Bad luck. It's laid many a pulp protagonist low. In the 1938 thriller You Play the Black and Red Comes Up, written by Richard Hallas, aka Eric Knight, luck never seems to run the way the main character wants. The cover art on this 1951 Dell edition is by Victor Kalin, and depicts a scene in which the narrator Dick Dempsey gives his coat to a woman who has emerged naked from the sea. The fact that Dempsey is on the dock at that moment seems like the best possible luck, but luck can start good then turn bad, start bad then turn worse, and in all cases end up mockingly ironic. At one point Dempsey is trying his best to lose at roulette and the wheel hits black eleven times in a row, as he disbelievingly keeps letting his pile of cash ride. Then when he finally shifts it to red he's stunned when the wheel hits that color too.
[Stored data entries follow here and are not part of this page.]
impl IpAddressService {
    // ↓↓↓ CUSTOM METHODS CAN BE DEFINED HERE ↓↓↓

    pub async fn get(db: &DbConn, id: i64) -> Result<IpAddress, AppError> {
        Self::find_by_id(db, id)
            .await?
            .ok_or_else(|| AppError::NotFound(format!("IP address ID {} not found", id)))
    }

    /// Lists records with their user and hardware. Newest first unless
    /// `sort_by` says otherwise.
    pub async fn list(
        db: &DbConn,
        filter_params: &[FilterParam],
        sort_by: Option<&str>,
    ) -> Result<Vec<IpAddressDetail>, AppError> {
        let records = Self::find_all(db, filter_params, sort_by.or(Some("-id"))).await?;
        Self::with_details(db, records).await
    }

    /// One page of [`IpAddressService::list`] plus the total number of
    /// matches. Pages are 1-based.
    pub async fn list_page(
        db: &DbConn,
        filter_params: &[FilterParam],
        page: u64,
        per_page: u64,
        sort_by: Option<&str>,
    ) -> Result<(Vec<IpAddressDetail>, u64), AppError> {
        let (records, total) = Repository::<Entity, Column>::filter(
            db,
            filter_params,
            page,
            per_page,
            sort_by.or(Some("-id")),
        )
        .await?;
        Ok((Self::with_details(db, records).await?, total))
    }

    async fn with_details(
        db: &DbConn,
        records: Vec<IpAddress>,
    ) -> Result<Vec<IpAddressDetail>, AppError> {
        if records.is_empty() {
            return Ok(Vec::new());
        }

        let user_ids: Vec<i64> = records.iter().map(|r| r.user_id).collect();
        let users: HashMap<i64, user::Model> = user::Entity::find()
            .filter(user::Column::Id.is_in(user_ids))
            .all(db)
            .await?
            .into_iter()
            .map(|u| (u.id, u))
            .collect();

        let assignment_ids: Vec<i64> = records
            .iter()
            .filter_map(|r| r.asset_assignment_id)
            .collect();
        let assignments = Self::assignment_summaries(db, assignment_ids).await?;

        Ok(records
            .into_iter()
            .map(|record| IpAddressDetail {
                user: users.get(&record.user_id).map(|u| UserSummary {
                    id: u.id,
                    name: u.name.clone(),
                    office_location: u.office_location.clone(),
                }),
                asset_assignment: record
                    .asset_assignment_id
                    .and_then(|id| assignments.get(&id).cloned()),
                record,
            })
            .collect())
    }

    async fn assignment_summaries(
        db: &DbConn,
        assignment_ids: Vec<i64>,
    ) -> Result<HashMap<i64, AssignmentSummary>, DbErr> {
        if assignment_ids.is_empty() {
            return Ok(HashMap::new());
        }

        let assignments = asset_assignment::Entity::find()
            .filter(asset_assignment::Column::Id.is_in(assignment_ids))
            .all(db)
            .await?;
        let asset_ids: Vec<i64> = assignments.iter().map(|a| a.asset_id).collect();

        let assets: HashMap<i64, asset::Model> = asset::Entity::find()
            .filter(asset::Column::Id.is_in(asset_ids.clone()))
            .all(db)
            .await?
            .into_iter()
            .map(|a| (a.id, a))
            .collect();

        let laptop_macs: HashMap<i64, Option<String>> = laptop_spec::Entity::find()
            .filter(laptop_spec::Column::AssetId.is_in(asset_ids.clone()))
            .all(db)
            .await?
            .into_iter()
            .map(|s| (s.asset_id, s.mac_wlan))
            .collect();

        let nuc_macs: HashMap<i64, Option<String>> = intel_nuc_spec::Entity::find()
            .filter(intel_nuc_spec::Column::AssetId.is_in(asset_ids))
            .all(db)
            .await?
            .into_iter()
            .map(|s| (s.asset_id, s.mac_wlan))
            .collect();

        Ok(assignments
            .into_iter()
            .filter_map(|a| {
                let asset = assets.get(&a.asset_id)?;
                Some((
                    a.id,
                    AssignmentSummary {
                        id: a.id,
                        asset_id: a.asset_id,
                        asset_code: asset.asset_code.clone(),
                        asset_name: asset.name.clone(),
                        laptop_mac_wlan: laptop_macs.get(&a.asset_id).cloned().flatten(),
                        intel_nuc_mac_wlan: nuc_macs.get(&a.asset_id).cloned().flatten(),
                    },
                ))
            })
            .collect())
    }

    /// Re-derives the MAC of every employee record linked to an assignment of
    /// `asset_id`. Called after the asset's hardware specs change.
    pub async fn refresh_derived_macs(db: &DbConn, asset_id: i64) -> Result<u64, AppError> {
        let Some(hardware) = asset::Model::find_with_hardware(db, asset_id).await? else {
            return Ok(0);
        };
        let assignment_ids: Vec<i64> = asset_assignment::Entity::find()
            .filter(asset_assignment::Column::AssetId.eq(asset_id))
            .all(db)
            .await?
            .into_iter()
            .map(|a| a.id)
            .collect();
        if assignment_ids.is_empty() {
            return Ok(0);
        }

        let mac = derive_mac(&hardware).map(|(_, mac)| mac);
        let res = Entity::update_many()
            .col_expr(Column::MacWlan, Expr::value(mac))
            .col_expr(Column::UpdatedAt, Expr::value(Utc::now()))
            .filter(Column::AssetAssignmentId.is_in(assignment_ids))
            .filter(Column::Status.eq(IpStatus::Employee))
            .exec(db)
            .await?;

        if res.rows_affected > 0 {
            info!(
                "Refreshed MAC of {} ip record(s) for asset {}",
                res.rows_affected, asset_id
            );
        }
        Ok(res.rows_affected)
    }

    /// The assignments `user_id` can link an `EMPLOYEE` record to, with the
    /// MAC each one would produce.
    pub async fn assignment_options(
        db: &DbConn,
        user_id: i64,
    ) -> Result<Vec<AssignmentOption>, AppError> {
        UserService::get(db, user_id).await?;

        let mut options = Vec::new();
        for assignment in asset_assignment::Model::find_by_user(db, user_id).await? {
            let Some(hardware) = asset::Model::find_with_hardware(db, assignment.asset_id).await?
            else {
                continue;
            };

            let derived = derive_mac(&hardware);
            options.push(AssignmentOption {
                assignment_id: assignment.id,
                asset_id: assignment.asset_id,
                label: hardware.label(),
                mac_source: derived.as_ref().map(|(source, _)| *source),
                mac_wlan: derived.map(|(_, mac)| mac),
            });
        }

        Ok(options)
    }
}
The money that's causing Dempsey trouble isn't the fortune he won gambling—it's the fortune he stole during a robbery. In classic Damoclean style this loot hangs over him the entire book. He can't give it back, can't confess, and can't leave it behind. He just knows, like in roulette, whatever he does will turn out to be the wrong bet. You Play the Black and Red Comes Up is one of those books that was out of print for a while, but we can see why it was revived. Besides having the best title of possibly any crime novel ever written, its late-Depression, southern California setting makes a nice backdrop for weird events, bizarre characters, and outlandish existential musings. Critics of the day were divided on it. Was it homage to hard-boiled fiction, or a parody of it? To us it seems clearly the former. In either case, Hallas's tale has its flaws, but it's tough, spare, and very noir, all good qualities in vintage crime fiction.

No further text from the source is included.